═════ Given data ═════

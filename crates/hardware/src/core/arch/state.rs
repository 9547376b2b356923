//! Program counter, condition codes, and register file.

use crate::common::bits::{Bits3, Word};
use crate::common::error::Result;
use crate::common::reg::RegisterFile;
use crate::core::arch::stage_signals::StageSignals;

/// Architectural and inter-stage state of the machine.
#[derive(Clone, Copy, Debug, PartialEq, Eq)]
pub struct ArchState {
    /// Program counter (byte address).
    pub pc: Word,
    /// Negative flag.
    pub n: bool,
    /// Zero flag.
    pub z: bool,
    /// Positive flag.
    pub p: bool,
    /// General-purpose registers.
    pub regs: RegisterFile,
    /// This cycle's stage signals.
    pub signals: StageSignals,
}

impl Default for ArchState {
    /// PC = 0 with Z set, as at power-on.
    fn default() -> Self {
        Self {
            pc: Word::ZERO,
            n: false,
            z: true,
            p: false,
            regs: RegisterFile::new(),
            signals: StageSignals::default(),
        }
    }
}

impl ArchState {
    /// Creates the power-on state.
    pub fn new() -> Self {
        Self::default()
    }

    /// Condition codes packed as `n z p`, `n` in bit 2.
    pub const fn cc(&self) -> Bits3 {
        Bits3::new(((self.n as u64) << 2) | ((self.z as u64) << 1) | self.p as u64)
    }

    /// Reads the live condition codes, then commits the Store stage's codes if it is
    /// retiring a condition-code write this cycle.
    ///
    /// The returned value is always the pre-update triple, so a write committed in
    /// this cycle is first visible to the next cycle's read.
    pub const fn get_nzp(&mut self, will_load_new_ccs: bool) -> Bits3 {
        let current = self.cc();
        if will_load_new_ccs {
            self.n = self.signals.store.n;
            self.z = self.signals.store.z;
            self.p = self.signals.store.p;
        }
        current
    }

    /// Reads a register by index.
    ///
    /// # Errors
    ///
    /// Returns [`SimError::InvalidRegister`](crate::common::SimError::InvalidRegister)
    /// for indices outside `0..8`.
    pub fn get_register(&self, idx: usize) -> Result<Word> {
        self.regs.get(idx)
    }

    /// Writes a register by index.
    ///
    /// # Errors
    ///
    /// Returns [`SimError::InvalidRegister`](crate::common::SimError::InvalidRegister)
    /// for indices outside `0..8`.
    pub fn set_register(&mut self, idx: usize, value: Word) -> Result<()> {
        self.regs.set(idx, value)
    }
}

═════

Problem to work on: Retype exactly the lines of the data above, starting at its first line and finishing with the line that has "pub const fn cc(&self)" in it.

Problem solution:
filename crates/hardware/src/core/arch/state.rs
repository 9547376b2b356923
//! Program counter, condition codes, and register file.

use crate::common::bits::{Bits3, Word};
use crate::common::error::Result;
use crate::common::reg::RegisterFile;
use crate::core::arch::stage_signals::StageSignals;

/// Architectural and inter-stage state of the machine.
#[derive(Clone, Copy, Debug, PartialEq, Eq)]
pub struct ArchState {
    /// Program counter (byte address).
    pub pc: Word,
    /// Negative flag.
    pub n: bool,
    /// Zero flag.
    pub z: bool,
    /// Positive flag.
    pub p: bool,
    /// General-purpose registers.
    pub regs: RegisterFile,
    /// This cycle's stage signals.
    pub signals: StageSignals,
}

impl Default for ArchState {
    /// PC = 0 with Z set, as at power-on.
    fn default() -> Self {
        Self {
            pc: Word::ZERO,
            n: false,
            z: true,
            p: false,
            regs: RegisterFile::new(),
            signals: StageSignals::default(),
        }
    }
}

impl ArchState {
    /// Creates the power-on state.
    pub fn new() -> Self {
        Self::default()
    }

    /// Condition codes packed as `n z p`, `n` in bit 2.
    pub const fn cc(&self) -> Bits3 {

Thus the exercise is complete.